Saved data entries
_ _ _
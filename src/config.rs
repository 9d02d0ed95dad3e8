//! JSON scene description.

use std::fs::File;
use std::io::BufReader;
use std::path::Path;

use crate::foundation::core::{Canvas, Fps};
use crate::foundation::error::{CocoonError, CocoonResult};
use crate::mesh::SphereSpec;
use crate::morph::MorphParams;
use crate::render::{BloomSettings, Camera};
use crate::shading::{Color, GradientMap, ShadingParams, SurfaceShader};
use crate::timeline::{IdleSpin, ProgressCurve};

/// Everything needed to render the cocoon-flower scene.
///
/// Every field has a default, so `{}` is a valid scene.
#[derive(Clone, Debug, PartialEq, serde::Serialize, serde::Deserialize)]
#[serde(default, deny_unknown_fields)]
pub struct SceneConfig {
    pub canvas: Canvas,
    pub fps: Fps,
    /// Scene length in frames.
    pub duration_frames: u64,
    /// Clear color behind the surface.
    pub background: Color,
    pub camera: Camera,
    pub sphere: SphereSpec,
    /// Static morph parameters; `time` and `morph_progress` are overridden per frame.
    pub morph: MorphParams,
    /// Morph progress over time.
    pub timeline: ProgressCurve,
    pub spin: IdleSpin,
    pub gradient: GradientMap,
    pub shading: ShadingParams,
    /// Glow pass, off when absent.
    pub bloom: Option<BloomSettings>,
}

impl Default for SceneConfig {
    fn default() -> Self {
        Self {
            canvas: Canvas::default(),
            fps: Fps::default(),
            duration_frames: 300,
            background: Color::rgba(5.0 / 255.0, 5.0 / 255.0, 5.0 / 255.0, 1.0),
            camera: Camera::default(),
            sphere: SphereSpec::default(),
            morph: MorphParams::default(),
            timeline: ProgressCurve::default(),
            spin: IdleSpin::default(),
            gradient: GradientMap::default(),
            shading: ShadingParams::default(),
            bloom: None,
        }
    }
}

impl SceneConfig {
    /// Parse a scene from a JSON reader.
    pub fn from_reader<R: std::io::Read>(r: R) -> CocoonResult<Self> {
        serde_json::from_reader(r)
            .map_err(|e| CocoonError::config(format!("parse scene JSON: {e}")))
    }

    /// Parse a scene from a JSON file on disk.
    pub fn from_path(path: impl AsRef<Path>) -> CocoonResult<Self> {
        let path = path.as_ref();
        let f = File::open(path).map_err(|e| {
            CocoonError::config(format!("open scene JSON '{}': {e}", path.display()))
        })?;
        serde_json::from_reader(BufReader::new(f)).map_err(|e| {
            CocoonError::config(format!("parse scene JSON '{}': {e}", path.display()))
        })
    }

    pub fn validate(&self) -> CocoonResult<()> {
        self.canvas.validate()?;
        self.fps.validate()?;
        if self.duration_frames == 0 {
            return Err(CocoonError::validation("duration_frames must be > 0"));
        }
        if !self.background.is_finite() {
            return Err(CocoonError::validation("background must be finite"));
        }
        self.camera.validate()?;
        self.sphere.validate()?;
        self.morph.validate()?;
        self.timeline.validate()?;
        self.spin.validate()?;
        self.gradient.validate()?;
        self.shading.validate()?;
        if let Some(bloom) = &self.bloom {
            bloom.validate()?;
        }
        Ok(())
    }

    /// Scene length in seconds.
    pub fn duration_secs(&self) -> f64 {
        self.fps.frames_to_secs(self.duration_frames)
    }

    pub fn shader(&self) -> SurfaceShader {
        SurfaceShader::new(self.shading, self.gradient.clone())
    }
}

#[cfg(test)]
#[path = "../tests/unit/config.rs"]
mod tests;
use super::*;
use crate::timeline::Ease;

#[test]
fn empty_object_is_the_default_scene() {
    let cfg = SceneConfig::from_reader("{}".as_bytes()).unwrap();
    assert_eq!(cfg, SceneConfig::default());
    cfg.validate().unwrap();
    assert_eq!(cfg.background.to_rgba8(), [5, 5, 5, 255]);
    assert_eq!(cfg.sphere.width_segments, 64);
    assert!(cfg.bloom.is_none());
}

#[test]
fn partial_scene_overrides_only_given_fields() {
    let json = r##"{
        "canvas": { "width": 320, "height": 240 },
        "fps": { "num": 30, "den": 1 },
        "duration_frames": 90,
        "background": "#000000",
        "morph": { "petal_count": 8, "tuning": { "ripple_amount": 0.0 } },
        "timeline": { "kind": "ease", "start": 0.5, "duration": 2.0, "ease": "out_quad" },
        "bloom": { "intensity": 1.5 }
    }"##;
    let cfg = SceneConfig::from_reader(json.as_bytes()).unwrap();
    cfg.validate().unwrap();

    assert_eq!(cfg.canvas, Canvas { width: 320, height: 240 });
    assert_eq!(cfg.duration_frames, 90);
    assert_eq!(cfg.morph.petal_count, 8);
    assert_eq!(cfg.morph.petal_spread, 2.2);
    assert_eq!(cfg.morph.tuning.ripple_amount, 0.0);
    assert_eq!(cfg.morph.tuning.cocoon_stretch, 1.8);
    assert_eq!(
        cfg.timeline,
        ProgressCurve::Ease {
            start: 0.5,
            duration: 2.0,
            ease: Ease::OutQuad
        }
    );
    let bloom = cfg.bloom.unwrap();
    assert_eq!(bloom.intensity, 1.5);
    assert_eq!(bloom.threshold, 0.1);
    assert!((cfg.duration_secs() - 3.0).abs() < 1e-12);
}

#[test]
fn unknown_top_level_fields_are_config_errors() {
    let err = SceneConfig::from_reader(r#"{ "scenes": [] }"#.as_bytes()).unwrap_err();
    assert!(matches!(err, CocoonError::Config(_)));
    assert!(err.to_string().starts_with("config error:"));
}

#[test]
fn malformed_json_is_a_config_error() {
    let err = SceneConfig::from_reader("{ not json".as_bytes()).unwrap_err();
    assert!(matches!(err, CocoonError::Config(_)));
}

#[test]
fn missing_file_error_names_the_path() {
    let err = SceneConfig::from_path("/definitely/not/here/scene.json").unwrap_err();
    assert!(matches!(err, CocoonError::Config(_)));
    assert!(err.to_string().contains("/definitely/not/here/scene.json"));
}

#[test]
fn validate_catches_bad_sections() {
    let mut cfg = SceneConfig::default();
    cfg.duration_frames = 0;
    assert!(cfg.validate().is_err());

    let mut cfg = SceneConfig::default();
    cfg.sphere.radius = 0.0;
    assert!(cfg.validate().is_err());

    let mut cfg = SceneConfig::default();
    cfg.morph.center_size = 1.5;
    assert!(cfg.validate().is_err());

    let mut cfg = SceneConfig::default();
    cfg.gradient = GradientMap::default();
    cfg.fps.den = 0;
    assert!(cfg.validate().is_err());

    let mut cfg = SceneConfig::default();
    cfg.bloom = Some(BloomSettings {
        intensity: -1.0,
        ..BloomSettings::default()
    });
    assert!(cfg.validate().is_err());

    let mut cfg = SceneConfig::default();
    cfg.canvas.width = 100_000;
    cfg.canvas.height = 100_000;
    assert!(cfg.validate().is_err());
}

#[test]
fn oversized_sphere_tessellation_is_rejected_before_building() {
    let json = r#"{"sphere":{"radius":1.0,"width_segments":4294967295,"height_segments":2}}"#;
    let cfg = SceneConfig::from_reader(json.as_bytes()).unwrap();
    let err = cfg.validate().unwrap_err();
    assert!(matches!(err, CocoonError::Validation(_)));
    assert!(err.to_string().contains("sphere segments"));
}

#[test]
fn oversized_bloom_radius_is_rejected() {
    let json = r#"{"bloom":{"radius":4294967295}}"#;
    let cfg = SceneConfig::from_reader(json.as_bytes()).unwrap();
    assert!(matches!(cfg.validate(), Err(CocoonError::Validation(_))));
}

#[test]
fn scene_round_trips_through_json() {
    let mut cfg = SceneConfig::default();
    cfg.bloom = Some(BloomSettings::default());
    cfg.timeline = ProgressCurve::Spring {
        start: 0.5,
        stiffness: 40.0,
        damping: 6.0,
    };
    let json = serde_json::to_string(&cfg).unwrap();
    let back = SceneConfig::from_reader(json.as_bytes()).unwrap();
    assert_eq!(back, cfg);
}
_ _ _
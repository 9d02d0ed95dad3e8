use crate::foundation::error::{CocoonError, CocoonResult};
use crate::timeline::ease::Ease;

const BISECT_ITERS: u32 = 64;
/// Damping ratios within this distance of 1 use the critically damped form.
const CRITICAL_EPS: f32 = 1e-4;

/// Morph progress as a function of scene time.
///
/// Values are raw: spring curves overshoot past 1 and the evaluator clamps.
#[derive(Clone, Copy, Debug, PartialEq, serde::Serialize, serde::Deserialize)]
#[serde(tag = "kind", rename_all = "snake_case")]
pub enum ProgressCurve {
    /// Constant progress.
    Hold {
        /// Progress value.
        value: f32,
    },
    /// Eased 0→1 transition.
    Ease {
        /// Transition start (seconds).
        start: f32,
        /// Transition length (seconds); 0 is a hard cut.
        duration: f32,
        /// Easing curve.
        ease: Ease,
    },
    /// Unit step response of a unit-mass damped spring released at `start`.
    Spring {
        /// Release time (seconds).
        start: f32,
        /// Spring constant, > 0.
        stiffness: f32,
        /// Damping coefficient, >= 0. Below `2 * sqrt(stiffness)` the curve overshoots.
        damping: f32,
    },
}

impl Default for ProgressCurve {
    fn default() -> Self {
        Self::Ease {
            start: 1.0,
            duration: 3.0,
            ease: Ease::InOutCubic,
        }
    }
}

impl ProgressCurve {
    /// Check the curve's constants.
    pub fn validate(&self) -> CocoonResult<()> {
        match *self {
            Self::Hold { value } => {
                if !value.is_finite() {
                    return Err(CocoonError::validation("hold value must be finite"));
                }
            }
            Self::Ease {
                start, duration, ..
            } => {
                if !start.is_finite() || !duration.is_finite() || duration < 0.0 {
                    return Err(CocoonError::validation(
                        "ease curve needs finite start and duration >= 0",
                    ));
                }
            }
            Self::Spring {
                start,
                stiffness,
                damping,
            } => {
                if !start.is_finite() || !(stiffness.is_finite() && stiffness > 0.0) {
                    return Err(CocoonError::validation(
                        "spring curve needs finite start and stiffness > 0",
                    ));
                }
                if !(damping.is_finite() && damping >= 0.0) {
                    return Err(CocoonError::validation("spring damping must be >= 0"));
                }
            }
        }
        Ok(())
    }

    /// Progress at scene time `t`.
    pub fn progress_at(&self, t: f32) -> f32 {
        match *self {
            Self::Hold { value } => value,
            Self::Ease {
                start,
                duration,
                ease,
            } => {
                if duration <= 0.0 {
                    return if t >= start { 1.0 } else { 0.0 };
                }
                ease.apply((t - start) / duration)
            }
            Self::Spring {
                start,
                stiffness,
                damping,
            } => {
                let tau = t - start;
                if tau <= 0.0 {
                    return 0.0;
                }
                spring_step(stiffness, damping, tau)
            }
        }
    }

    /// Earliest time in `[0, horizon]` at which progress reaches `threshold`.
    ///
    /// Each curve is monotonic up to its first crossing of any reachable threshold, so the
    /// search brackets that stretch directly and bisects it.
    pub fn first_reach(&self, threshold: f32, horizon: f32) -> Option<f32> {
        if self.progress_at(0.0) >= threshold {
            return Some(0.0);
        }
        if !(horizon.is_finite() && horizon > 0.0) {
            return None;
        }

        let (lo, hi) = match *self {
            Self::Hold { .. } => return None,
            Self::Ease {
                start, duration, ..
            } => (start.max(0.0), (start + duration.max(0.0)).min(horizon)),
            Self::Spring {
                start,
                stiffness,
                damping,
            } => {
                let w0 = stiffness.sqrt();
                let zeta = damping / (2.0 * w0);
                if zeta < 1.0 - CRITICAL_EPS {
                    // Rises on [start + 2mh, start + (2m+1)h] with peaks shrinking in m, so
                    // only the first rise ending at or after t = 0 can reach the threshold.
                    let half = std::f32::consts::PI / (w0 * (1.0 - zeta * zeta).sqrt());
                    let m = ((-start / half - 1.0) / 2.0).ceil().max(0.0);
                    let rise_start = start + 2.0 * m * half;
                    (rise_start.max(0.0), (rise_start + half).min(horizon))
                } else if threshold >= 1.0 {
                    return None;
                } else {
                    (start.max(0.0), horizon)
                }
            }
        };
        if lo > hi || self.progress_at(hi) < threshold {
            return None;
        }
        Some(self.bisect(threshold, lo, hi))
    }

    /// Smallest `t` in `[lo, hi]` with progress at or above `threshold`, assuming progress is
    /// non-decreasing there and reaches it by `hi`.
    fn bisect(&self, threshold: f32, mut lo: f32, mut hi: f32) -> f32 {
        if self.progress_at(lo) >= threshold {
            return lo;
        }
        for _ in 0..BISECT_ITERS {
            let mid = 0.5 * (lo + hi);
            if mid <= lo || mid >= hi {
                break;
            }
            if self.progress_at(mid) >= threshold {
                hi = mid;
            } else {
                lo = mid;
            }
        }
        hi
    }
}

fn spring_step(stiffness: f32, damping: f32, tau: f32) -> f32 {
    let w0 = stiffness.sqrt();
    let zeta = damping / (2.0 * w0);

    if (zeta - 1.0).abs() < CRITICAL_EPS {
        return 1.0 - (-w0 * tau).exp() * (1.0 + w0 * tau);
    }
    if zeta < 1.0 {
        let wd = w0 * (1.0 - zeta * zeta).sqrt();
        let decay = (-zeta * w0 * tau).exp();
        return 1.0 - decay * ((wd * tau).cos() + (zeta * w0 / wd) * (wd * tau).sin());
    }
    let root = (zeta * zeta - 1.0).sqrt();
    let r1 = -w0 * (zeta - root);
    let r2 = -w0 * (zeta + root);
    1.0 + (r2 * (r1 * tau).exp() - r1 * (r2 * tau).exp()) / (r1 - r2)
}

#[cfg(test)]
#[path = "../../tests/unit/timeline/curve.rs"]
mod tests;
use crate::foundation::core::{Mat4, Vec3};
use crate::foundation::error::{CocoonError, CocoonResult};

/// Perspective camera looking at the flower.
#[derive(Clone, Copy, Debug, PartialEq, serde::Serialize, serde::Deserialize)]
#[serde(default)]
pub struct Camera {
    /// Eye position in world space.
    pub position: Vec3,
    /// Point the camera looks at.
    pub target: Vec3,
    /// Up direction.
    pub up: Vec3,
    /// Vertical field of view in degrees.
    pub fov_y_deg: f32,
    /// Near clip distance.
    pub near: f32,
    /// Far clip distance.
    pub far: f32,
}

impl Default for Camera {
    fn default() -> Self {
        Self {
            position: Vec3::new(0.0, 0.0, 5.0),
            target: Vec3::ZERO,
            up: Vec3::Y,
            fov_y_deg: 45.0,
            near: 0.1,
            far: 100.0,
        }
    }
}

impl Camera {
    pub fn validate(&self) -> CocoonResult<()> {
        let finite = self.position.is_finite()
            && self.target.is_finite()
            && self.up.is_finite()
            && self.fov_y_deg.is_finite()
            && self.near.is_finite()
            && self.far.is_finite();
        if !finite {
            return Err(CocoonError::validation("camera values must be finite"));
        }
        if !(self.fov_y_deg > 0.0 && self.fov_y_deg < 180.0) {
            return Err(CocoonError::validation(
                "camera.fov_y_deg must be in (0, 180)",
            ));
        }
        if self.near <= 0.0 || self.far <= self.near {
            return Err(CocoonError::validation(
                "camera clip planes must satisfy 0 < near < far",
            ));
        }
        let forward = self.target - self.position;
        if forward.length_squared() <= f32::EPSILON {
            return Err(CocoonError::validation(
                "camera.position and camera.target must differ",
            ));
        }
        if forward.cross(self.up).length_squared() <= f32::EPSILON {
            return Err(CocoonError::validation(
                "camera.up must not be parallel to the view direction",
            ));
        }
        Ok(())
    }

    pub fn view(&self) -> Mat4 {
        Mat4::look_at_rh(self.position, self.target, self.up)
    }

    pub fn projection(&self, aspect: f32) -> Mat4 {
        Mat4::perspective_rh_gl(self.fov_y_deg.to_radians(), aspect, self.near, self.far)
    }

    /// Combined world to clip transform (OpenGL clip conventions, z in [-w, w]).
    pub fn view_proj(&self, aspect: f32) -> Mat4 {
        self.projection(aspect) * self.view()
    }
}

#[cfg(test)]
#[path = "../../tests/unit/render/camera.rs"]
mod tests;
_ _ _
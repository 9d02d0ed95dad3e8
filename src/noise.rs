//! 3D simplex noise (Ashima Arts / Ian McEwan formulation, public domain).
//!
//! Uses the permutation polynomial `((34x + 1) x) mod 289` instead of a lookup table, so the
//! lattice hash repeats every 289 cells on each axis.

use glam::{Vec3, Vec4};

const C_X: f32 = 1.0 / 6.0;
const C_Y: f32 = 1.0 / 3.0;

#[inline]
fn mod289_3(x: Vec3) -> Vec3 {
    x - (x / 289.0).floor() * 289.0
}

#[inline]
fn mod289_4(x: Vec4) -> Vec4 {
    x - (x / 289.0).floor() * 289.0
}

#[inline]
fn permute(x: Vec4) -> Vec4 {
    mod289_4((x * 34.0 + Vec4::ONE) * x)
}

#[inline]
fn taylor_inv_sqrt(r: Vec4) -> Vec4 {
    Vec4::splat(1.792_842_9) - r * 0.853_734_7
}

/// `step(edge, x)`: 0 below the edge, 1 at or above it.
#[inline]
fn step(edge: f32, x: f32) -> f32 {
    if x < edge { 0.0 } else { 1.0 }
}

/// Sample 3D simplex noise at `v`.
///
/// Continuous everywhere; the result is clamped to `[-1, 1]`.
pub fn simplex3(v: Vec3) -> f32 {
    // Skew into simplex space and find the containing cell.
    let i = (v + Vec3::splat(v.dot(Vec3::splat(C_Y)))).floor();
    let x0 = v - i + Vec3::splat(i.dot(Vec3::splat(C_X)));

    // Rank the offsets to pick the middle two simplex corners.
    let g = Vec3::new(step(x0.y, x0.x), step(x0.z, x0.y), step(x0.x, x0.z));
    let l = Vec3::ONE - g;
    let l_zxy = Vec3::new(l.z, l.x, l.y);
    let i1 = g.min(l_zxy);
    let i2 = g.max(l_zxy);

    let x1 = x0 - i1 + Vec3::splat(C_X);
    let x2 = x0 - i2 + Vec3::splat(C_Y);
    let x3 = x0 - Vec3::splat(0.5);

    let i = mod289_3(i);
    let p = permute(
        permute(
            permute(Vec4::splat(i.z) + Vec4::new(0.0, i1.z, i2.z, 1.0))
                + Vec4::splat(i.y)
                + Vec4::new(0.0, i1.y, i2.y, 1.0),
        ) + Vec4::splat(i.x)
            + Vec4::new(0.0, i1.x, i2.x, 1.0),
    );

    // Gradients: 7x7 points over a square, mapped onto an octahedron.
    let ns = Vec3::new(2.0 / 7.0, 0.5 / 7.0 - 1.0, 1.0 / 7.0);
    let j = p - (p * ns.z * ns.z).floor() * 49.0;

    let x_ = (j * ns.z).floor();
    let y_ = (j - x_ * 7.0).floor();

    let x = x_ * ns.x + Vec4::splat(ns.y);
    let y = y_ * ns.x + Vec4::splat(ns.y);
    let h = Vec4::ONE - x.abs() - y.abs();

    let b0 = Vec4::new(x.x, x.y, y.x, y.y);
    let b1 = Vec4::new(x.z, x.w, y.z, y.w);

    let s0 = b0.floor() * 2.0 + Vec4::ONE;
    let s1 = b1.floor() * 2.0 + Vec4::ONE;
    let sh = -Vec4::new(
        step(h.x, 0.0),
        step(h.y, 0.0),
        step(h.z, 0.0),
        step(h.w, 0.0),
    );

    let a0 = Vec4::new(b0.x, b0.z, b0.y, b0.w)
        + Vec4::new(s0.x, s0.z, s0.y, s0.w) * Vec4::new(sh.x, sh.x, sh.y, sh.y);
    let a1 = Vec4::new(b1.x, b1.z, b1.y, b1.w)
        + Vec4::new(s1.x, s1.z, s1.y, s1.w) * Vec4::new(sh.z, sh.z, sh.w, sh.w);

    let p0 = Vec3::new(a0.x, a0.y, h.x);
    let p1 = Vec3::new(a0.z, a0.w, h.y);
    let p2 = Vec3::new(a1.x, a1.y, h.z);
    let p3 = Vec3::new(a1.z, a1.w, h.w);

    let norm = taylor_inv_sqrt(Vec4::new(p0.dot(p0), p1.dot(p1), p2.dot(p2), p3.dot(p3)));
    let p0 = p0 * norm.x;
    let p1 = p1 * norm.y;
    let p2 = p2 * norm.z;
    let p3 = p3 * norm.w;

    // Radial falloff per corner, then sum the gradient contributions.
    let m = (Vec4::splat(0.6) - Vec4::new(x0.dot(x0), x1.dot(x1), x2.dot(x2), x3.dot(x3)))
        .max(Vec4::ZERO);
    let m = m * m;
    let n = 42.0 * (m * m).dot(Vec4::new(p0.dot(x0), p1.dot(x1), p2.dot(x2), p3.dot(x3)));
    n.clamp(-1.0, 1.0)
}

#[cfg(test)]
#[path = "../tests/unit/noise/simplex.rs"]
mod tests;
_ _ _
The expected answer is each line of the records above that includes the string "half".

                    let half = std::f32::consts::PI / (w0 * (1.0 - zeta * zeta).sqrt());
                    let m = ((-start / half - 1.0) / 2.0).ceil().max(0.0);
                    let rise_start = start + 2.0 * m * half;
                    (rise_start.max(0.0), (rise_start + half).min(horizon))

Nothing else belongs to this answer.